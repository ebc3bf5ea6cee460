use async_trait::async_trait;
use std::sync::Mutex;

use super::{CompletionClient, CompletionError};

/// Stub client that records prompts and replays a fixed outcome.
pub struct RecordingClient {
    reply: Option<String>,
    prompts: Mutex<Vec<String>>,
}

impl RecordingClient {
    pub fn replying(reply: &str) -> Self {
        Self {
            reply: Some(reply.to_string()),
            prompts: Mutex::new(Vec::new()),
        }
    }

    /// Every call fails with [`CompletionError::RateLimited`].
    pub fn failing() -> Self {
        Self {
            reply: None,
            prompts: Mutex::new(Vec::new()),
        }
    }

    #[allow(clippy::unwrap_used)]
    pub fn prompts(&self) -> Vec<String> {
        self.prompts.lock().unwrap().clone()
    }
}

#[async_trait]
impl CompletionClient for RecordingClient {
    #[allow(clippy::unwrap_used)]
    async fn complete(&self, prompt: &str) -> Result<String, CompletionError> {
        self.prompts.lock().unwrap().push(prompt.to_string());
        self.reply.clone().ok_or(CompletionError::RateLimited)
    }
}
//! Prompt templates sent to the completion service.

use crate::patient::PatientProfile;

/// Prompt asking for the three most likely causes of `symptom`.
pub fn symptom_prompt(profile: &PatientProfile, symptom: &str) -> String {
    let gender = profile.gender.as_deref().unwrap_or("patient");
    format!(
        "A {} year old {gender} with the following main symptom: {symptom}. \
         Give me the 3 most likely nursing-relevant causes \
         (not dramatic WebMD stuff, just common issues):",
        profile.age
    )
}

/// Prompt asking for bullet-point patient education on `topic`.
pub fn education_prompt(topic: &str) -> String {
    format!(
        "Summarize education for a nurse to give a patient on '{topic}', \
         simple and clear, bullet points."
    )
}

/// Prompt used by the interactive CuraAI page.
pub fn clinical_question_prompt(query: &str) -> String {
    format!("Clinical question: {query}")
}
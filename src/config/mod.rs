//! Configuration file loading and resolution.

mod manager;

pub use manager::{
    AssistantConfig, ConfigError, ConfigFile, ConfigManager, DEFAULT_API_KEY_ENV,
    ResolveOptions, ResolvedConfig, resolve_config,
};
//! Terminal UI helpers shared by both frontends.

use inquire::InquireError;

mod spinner;
mod style;

pub use spinner::Spinner;
pub use style::Style;

/// `Error: <message>` line printed to stdout by both frontends when a
/// request fails.
pub fn error_line(message: impl std::fmt::Display) -> String {
    format!("{} {message}", Style::error("Error:"))
}

/// Check if the inquire error is a user cancellation/interruption.
pub const fn is_prompt_cancelled(err: &InquireError) -> bool {
    matches!(
        err,
        InquireError::OperationCanceled | InquireError::OperationInterrupted
    )
}
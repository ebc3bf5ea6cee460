use anyhow::{Context, Result};
use chrono::{DateTime, Local};
use std::fs;
use std::path::{Path, PathBuf};

use super::entry::NoteLog;

/// Timestamp format embedded in export file names.
pub const FILE_TIMESTAMP_FORMAT: &str = "%Y%m%d%H%M%S";

/// Builds `notes_<patient_name>_<yyyyMMddHHmmss>.txt`.
///
/// Path separators and control characters in the name become `_`.
pub fn notes_file_name(patient_name: &str, now: DateTime<Local>) -> String {
    let name: String = patient_name
        .chars()
        .map(|c| {
            if c == '/' || c == '\\' || c.is_control() {
                '_'
            } else {
                c
            }
        })
        .collect();

    format!("notes_{name}_{}.txt", now.format(FILE_TIMESTAMP_FORMAT))
}

/// Writes every note as one newline-terminated line into `dir`.
///
/// An existing file with the same name is overwritten.
pub fn export_notes(
    log: &NoteLog,
    patient_name: &str,
    dir: &Path,
    now: DateTime<Local>,
) -> Result<PathBuf> {
    let path = dir.join(notes_file_name(patient_name, now));

    let contents: String = log
        .iter()
        .map(|entry| format!("{}\n", entry.to_line()))
        .collect();

    fs::write(&path, contents)
        .with_context(|| format!("Failed to write notes file: {}", path.display()))?;

    tracing::info!(path = %path.display(), notes = log.len(), "exported notes");
    Ok(path)
}

#[cfg(test)]
#[allow(clippy::unwrap_used)]
mod tests {
    use super::*;
    use crate::notes::{NoteEntry, NoteKind};
    use chrono::TimeZone;
    use tempfile::TempDir;

    fn fixed_time() -> DateTime<Local> {
        Local.with_ymd_and_hms(2026, 10, 19, 8, 30, 1).unwrap()
    }

    fn sample_log() -> NoteLog {
        let mut log = NoteLog::new();
        log.push(NoteEntry::at(
            fixed_time(),
            NoteKind::Symptom,
            Some("fever".to_string()),
            "1. Infection\n2. Dehydration\n3. Medication reaction",
        ));
        log.push(NoteEntry::at(
            fixed_time(),
            NoteKind::Documentation,
            None,
            "pt c/o SOB",
        ));
        log.push(NoteEntry::at(
            fixed_time(),
            NoteKind::Education,
            Some("diabetes".to_string()),
            "Diabetes Ed: Monitor BG.",
        ));
        log
    }

    #[test]
    fn test_notes_file_name_format() {
        assert_eq!(
            notes_file_name("Jane Doe", fixed_time()),
            "notes_Jane Doe_20261019083001.txt"
        );
    }

    #[test]
    fn test_notes_file_name_replaces_separators() {
        assert_eq!(
            notes_file_name("../etc/x\\y", fixed_time()),
            "notes_.._etc_x_y_20261019083001.txt"
        );
    }

    #[test]
    fn test_export_writes_one_line_per_note() {
        let temp_dir = TempDir::new().unwrap();
        let log = sample_log();

        let path = export_notes(&log, "Jane", temp_dir.path(), fixed_time()).unwrap();
        let contents = fs::read_to_string(&path).unwrap();

        assert!(contents.ends_with('\n'));
        let lines: Vec<_> = contents.lines().collect();
        assert_eq!(lines.len(), log.len());
        assert!(lines[0].contains("SYMPTOM: fever"));
        assert!(lines[1].ends_with("DOC: pt c/o SOB"));
        assert!(lines[2].contains("PT ED (diabetes)"));
    }

    #[test]
    fn test_export_file_name_embeds_patient_and_timestamp() {
        let temp_dir = TempDir::new().unwrap();

        let path = export_notes(&sample_log(), "Jane", temp_dir.path(), fixed_time()).unwrap();
        let file_name = path.file_name().unwrap().to_str().unwrap();

        assert_eq!(file_name, "notes_Jane_20261019083001.txt");
    }

    #[test]
    fn test_export_empty_log_creates_empty_file() {
        let temp_dir = TempDir::new().unwrap();

        let path = export_notes(&NoteLog::new(), "Jane", temp_dir.path(), fixed_time()).unwrap();

        assert_eq!(fs::read_to_string(path).unwrap(), "");
    }

    #[test]
    fn test_export_missing_directory_is_error() {
        let temp_dir = TempDir::new().unwrap();
        let missing = temp_dir.path().join("does-not-exist");

        let result = export_notes(&sample_log(), "Jane", &missing, fixed_time());

        assert!(result.is_err());
        assert!(result.unwrap_err().to_string().contains("Failed to write notes file"));
    }
}
//! Applies the abbreviation table to a file or stdin.

use anyhow::{Result, bail};
use std::io::{self, Write};
use std::path::Path;

use crate::abbrev::abbreviate;
use crate::input::InputReader;

pub fn run(file: Option<&Path>) -> Result<()> {
    let text = InputReader::read(file)?;
    if text.trim().is_empty() {
        bail!("Input is empty");
    }

    let mut stdout = io::stdout().lock();
    write!(stdout, "{}", abbreviate(&text))?;
    if !text.ends_with('\n') {
        writeln!(stdout)?;
    }
    stdout.flush()?;
    Ok(())
}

==================================================

| What needs to be done |
Scan the data above for the string "stdout". Copy every line in which it appears.

| Task response |
/// `Error: <message>` line printed to stdout by both frontends when a
    let mut stdout = io::stdout().lock();
    write!(stdout, "{}", abbreviate(&text))?;
        writeln!(stdout)?;
    stdout.flush()?;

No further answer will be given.